Recently published article in Nature Methods on a new protocol for preserving mouse brains that allows the neurons to be traced across the entire brain, something that wasn't possible before. This is exciting because in as little as 3 years, the method could be extended to larger mammals (like humans), and pave the way for better neuroscience or even brain uploads. From the abstract:
Here we describe a preparation, BROPA (brain-wide reduced-osmium staining with pyrogallol-mediated amplification), that results in the preservation and staining of ultrastructural details throughout the brain at a resolution necessary for tracing neuronal processes and identifying synaptic contacts between them. Using serial block-face electron microscopy (SBEM), we tested human annotator ability to follow neural ‘wires’ reliably and over long distances as well as the ability to detect synaptic contacts. Our results suggest that the BROPA method can produce a preparation suitable for the reconstruction of neural circuits spanning an entire mouse brain
http://blog.brainpreservation.org/2015/04/27/shawn-mikula-on-brain-preservation-protocols/
The only problems would be speed and memory.
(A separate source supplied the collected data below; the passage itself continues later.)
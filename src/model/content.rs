//! Content entity definitions
//!
//! A repository is a four-level hierarchy: a tag points at either one image
//! manifest or one manifest list, a manifest list references platform
//! manifests, and a manifest references layer blobs plus one config blob.
//! Manifests, lists, and blobs are identified by digest; tags by name.

use std::fmt;

/// Closed set of content kinds the pipeline moves around. Every stage
/// matches on this exhaustively.
#[derive(Debug, Clone, Copy, PartialEq, Eq, Hash)]
pub enum ContentKind {
    Tag,
    ManifestList,
    Manifest,
    Blob,
}

impl fmt::Display for ContentKind {
    fn fmt(&self, f: &mut fmt::Formatter<'_>) -> fmt::Result {
        let name = match self {
            ContentKind::Tag => "tag",
            ContentKind::ManifestList => "manifest-list",
            ContentKind::Manifest => "manifest",
            ContentKind::Blob => "blob",
        };
        write!(f, "{}", name)
    }
}

/// Persistent identity of a content object: digest for manifests, lists,
/// and blobs, name for tags. Two rows may never share a key.
#[derive(Debug, Clone, PartialEq, Eq, Hash)]
pub struct ContentKey {
    pub kind: ContentKind,
    pub id: String,
}

impl ContentKey {
    pub fn new(kind: ContentKind, id: impl Into<String>) -> Self {
        Self {
            kind,
            id: id.into(),
        }
    }
}

impl fmt::Display for ContentKey {
    fn fmt(&self, f: &mut fmt::Formatter<'_>) -> fmt::Result {
        write!(f, "{}:{}", self.kind, self.id)
    }
}

/// Named pointer to one manifest or one manifest list.
#[derive(Debug, Clone, PartialEq, Eq)]
pub struct Tag {
    pub name: String,
}

/// A fat manifest referencing one image manifest per platform.
#[derive(Debug, Clone, PartialEq, Eq)]
pub struct ManifestList {
    pub digest: String,
    pub schema_version: u32,
    pub media_type: String,
}

/// A schema 2 image manifest referencing an ordered set of layer blobs and
/// one config blob.
#[derive(Debug, Clone, PartialEq, Eq)]
pub struct ImageManifest {
    pub digest: String,
    pub schema_version: u32,
    pub media_type: String,
}

/// An opaque content-addressed payload, either a layer or a config object.
/// Leaf of the hierarchy.
#[derive(Debug, Clone, PartialEq, Eq)]
pub struct ManifestBlob {
    pub digest: String,
    pub media_type: String,
}

/// One unit of content flowing through the pipeline.
#[derive(Debug, Clone, PartialEq, Eq)]
pub enum ContentData {
    Tag(Tag),
    ManifestList(ManifestList),
    Manifest(ImageManifest),
    Blob(ManifestBlob),
}

impl ContentData {
    pub fn kind(&self) -> ContentKind {
        match self {
            ContentData::Tag(_) => ContentKind::Tag,
            ContentData::ManifestList(_) => ContentKind::ManifestList,
            ContentData::Manifest(_) => ContentKind::Manifest,
            ContentData::Blob(_) => ContentKind::Blob,
        }
    }

    pub fn key(&self) -> ContentKey {
        match self {
            ContentData::Tag(tag) => ContentKey::new(ContentKind::Tag, tag.name.clone()),
            ContentData::ManifestList(list) => {
                ContentKey::new(ContentKind::ManifestList, list.digest.clone())
            }
            ContentData::Manifest(manifest) => {
                ContentKey::new(ContentKind::Manifest, manifest.digest.clone())
            }
            ContentData::Blob(blob) => ContentKey::new(ContentKind::Blob, blob.digest.clone()),
        }
    }
}
//! Content model for mirrored registry repositories
//!
//! Defines the four content kinds a repository is made of (tags, manifest
//! lists, image manifests, blobs), their identity keys, digest helpers, and
//! the serde types for the wire documents the registry serves.

pub mod content;
pub mod digest;
pub mod media_type;
pub mod schema;

pub use content::{
    ContentData, ContentKey, ContentKind, ImageManifest, ManifestBlob, ManifestList, Tag,
};
pub use schema::{BlobRef, ManifestDoc, ManifestDocument, ManifestListDoc, ManifestRef, TagListDoc};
There is a tiny chance that when he said "does not reproduce the causal structure of neural interactions", what he actually meant was "would simulate the neural interactions extremely slowly", but if that was the case, he really could have said it better.
My priors are that when people without formal computer science education talk about brains and computers, they usually believe that parallelism is the magical power that gives you much more than merely an increase in speed.